前回コラムでは、妊娠中のお口の中の状態について書きました。女性ホルモンの増加やつわりなどで、口腔衛生上、あまり良くない状態となるので、より注意が必要です。
妊娠中だからといって、口腔ケアの基本はブラッシングで、なんら変わることはありません。ただし、妊娠中はつわりなどでブラッシングが辛くなることもあるので、⼯夫が必要です。具体的には、

妊娠中の口腔ケア ・無理をしないで体調の良いときにブラッシングをする
・子ども用のものなど、ヘッドの小さな歯ブラシを使う
・毛もやわらかめの歯ブラシを使う
・歯ブラシは、小刻みに動かす
顔を下に向けて、前に掻き出すように磨く
刺激やにおいの強い歯磨剤はさける といった方法が有効でしょう。
それでもブラッシングはきついというときは、デンタルリンスや洗口液を使って、うがいだけでも行います。

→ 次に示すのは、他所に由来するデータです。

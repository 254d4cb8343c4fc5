//! Types that mirror the probe's JSON schema, plus the decoder for one
//! inbound push message.

use serde::{Deserialize, Serialize};
use thiserror::Error;

/// One decoded metrics snapshot from a probe. Values are stored exactly as
/// received; CPU percent is clamped only when rendered (see `format`).
#[derive(Debug, Clone, PartialEq, Serialize, Deserialize)]
pub struct Sample {
    pub os_name: String,
    pub uptime_days: f64,
    /// 1/5/15 minute load averages.
    pub load: [f64; 3],
    pub cpu: f64,
    // The probe pre-formats memory as display strings.
    pub mem_used: String,
    pub mem_total: String,
    pub disk_used_gib: f64,
    pub disk_total_gib: f64,
    /// Instantaneous rates in bytes/sec.
    pub rx_rate: f64,
    pub tx_rate: f64,
    /// Cumulative totals since the probe started.
    pub rx_total_gib: f64,
    pub tx_total_gib: f64,
    pub swap_used_mib: f64,
    pub swap_total_mib: f64,
    pub tcp: u64,
    pub udp: u64,
    pub processes: u64,
    pub threads: u64,
}

#[derive(Debug, Error)]
#[error("malformed probe payload: {0}")]
pub struct DecodeError(#[from] serde_json::Error);

/// Parse one inbound text payload. Every syntax error or missing field is a
/// `DecodeError`; callers treat it as "no update this tick", never as
/// connection-fatal.
pub fn decode(payload: &str) -> Result<Sample, DecodeError> {
    Ok(serde_json::from_str(payload)?)
}

#[cfg(test)]
mod tests {
    use super::*;

    pub(crate) fn sample_json(cpu: f64) -> String {
        format!(
            r#"{{
                "os_name": "Ubuntu 24.04", "uptime_days": 1.25,
                "load": [0.31, 0.24, 0.18], "cpu": {cpu},
                "mem_used": "1.2 GB", "mem_total": "3.8 GB",
                "disk_used_gib": 12.4, "disk_total_gib": 78.7,
                "rx_rate": 1536.0, "tx_rate": 512.0,
                "rx_total_gib": 4.2, "tx_total_gib": 1.1,
                "swap_used_mib": 0.0, "swap_total_mib": 2048.0,
                "tcp": 14, "udp": 3,
                "processes": 132, "threads": 411
            }}"#
        )
    }

    #[test]
    fn decodes_full_payload() {
        let s = decode(&sample_json(42.5)).unwrap();
        assert_eq!(s.os_name, "Ubuntu 24.04");
        assert_eq!(s.load, [0.31, 0.24, 0.18]);
        assert_eq!(s.cpu, 42.5);
        assert_eq!(s.mem_total, "3.8 GB");
        assert_eq!(s.tcp, 14);
        assert_eq!(s.threads, 411);
    }

    #[test]
    fn rejects_malformed_syntax() {
        assert!(decode("{not json").is_err());
        assert!(decode("").is_err());
    }

    #[test]
    fn rejects_missing_field() {
        // Drop a required field and make sure the whole decode fails.
        let payload = sample_json(1.0).replace(r#""tcp": 14,"#, "");
        assert!(decode(&payload).is_err());
    }

    #[test]
    fn rejects_wrong_load_arity() {
        let payload = sample_json(1.0).replace("[0.31, 0.24, 0.18]", "[0.31, 0.24]");
        assert!(decode(&payload).is_err());
    }

    #[test]
    fn stores_out_of_range_cpu_unclamped() {
        // A misbehaving probe can report > 100; storage keeps the raw value.
        let s = decode(&sample_json(250.0)).unwrap();
        assert_eq!(s.cpu, 250.0);
    }
}
//! Credentials and session tokens: salted SHA-256 password hashes and opaque
//! bearer tokens stored server-side with an expiry.

use chrono::{Duration, Utc};
use sha2::{Digest, Sha256};

pub const SESSION_TTL_DAYS: i64 = 7;
pub const MIN_PASSWORD_LEN: usize = 6;

fn digest(salt: &str, password: &str) -> String {
    let mut h = Sha256::new();
    h.update(salt.as_bytes());
    h.update(password.as_bytes());
    hex::encode(h.finalize())
}

/// Hash a password with a fresh random salt. Stored as `salt$hexdigest`.
pub fn hash_password(password: &str) -> String {
    let salt: [u8; 16] = rand::random();
    let salt = hex::encode(salt);
    let hash = digest(&salt, password);
    format!("{salt}${hash}")
}

pub fn verify_password(password: &str, stored: &str) -> bool {
    match stored.split_once('$') {
        Some((salt, hash)) => digest(salt, password) == hash,
        None => false,
    }
}

/// A fresh opaque session token (32 random bytes, hex).
pub fn new_token() -> String {
    let bytes: [u8; 32] = rand::random();
    hex::encode(bytes)
}

/// Unix-seconds expiry for a session created now.
pub fn session_expiry() -> i64 {
    (Utc::now() + Duration::days(SESSION_TTL_DAYS)).timestamp()
}

#[cfg(test)]
mod tests {
    use super::*;

    #[test]
    fn hash_and_verify_roundtrip() {
        let stored = hash_password("hunter22");
        assert!(verify_password("hunter22", &stored));
        assert!(!verify_password("hunter23", &stored));
    }

    #[test]
    fn salts_differ_per_hash() {
        let a = hash_password("same");
        let b = hash_password("same");
        assert_ne!(a, b);
        assert!(verify_password("same", &a));
        assert!(verify_password("same", &b));
    }

    #[test]
    fn garbage_stored_hash_never_verifies() {
        assert!(!verify_password("anything", "no-dollar-sign"));
        assert!(!verify_password("anything", ""));
    }

    #[test]
    fn tokens_are_long_and_unique() {
        let a = new_token();
        let b = new_token();
        assert_eq!(a.len(), 64);
        assert_ne!(a, b);
    }

    #[test]
    fn expiry_is_in_the_future() {
        assert!(session_expiry() > Utc::now().timestamp());
    }
}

また、食後に水を飲むだけでも、口内の雑菌やむし歯菌の繁殖を抑え、だ液も出やすくするなどの効果があります。
キシリトール入りのガムやタブレットも⼝にできるのであれば利用しましょう。

もう一つ気になるのは、妊娠中に歯の治療を行ってよいか、ということだと思います。
妊娠前に治しておくのがベストですが、安定期(4ヵ月後半〜8ヶ月)であれば、治療に通っても問題はありません。先延ばしにすると、出産後は育児に追われて、ご自分のことは後回しになりがちです。安定期のうちに悪いところは治しておきましょう。
治療時のレントゲン、麻酔、投薬なども不安になる方もいらっしゃるかもしれません。歯科のレントゲンや麻酔は局部的なものですし、さらにレントゲンでは鉛のエプロンを着用するので、問題はありません。投薬やその他の治療についても、妊娠していることを⻭科医師に告げてさえおけば、おなかの赤ちゃんに影響のない方法や薬を選択して、治療を行ってくれます。

妊娠中は、ストレスに弱くなりますし、不安や心配も絶えないことでしょう。お口のなかは、ちょっとした工夫でトラブルを防ぐことができます。
あまり神経質にならずにリラックスした気分で妊娠期を過ごしましょう。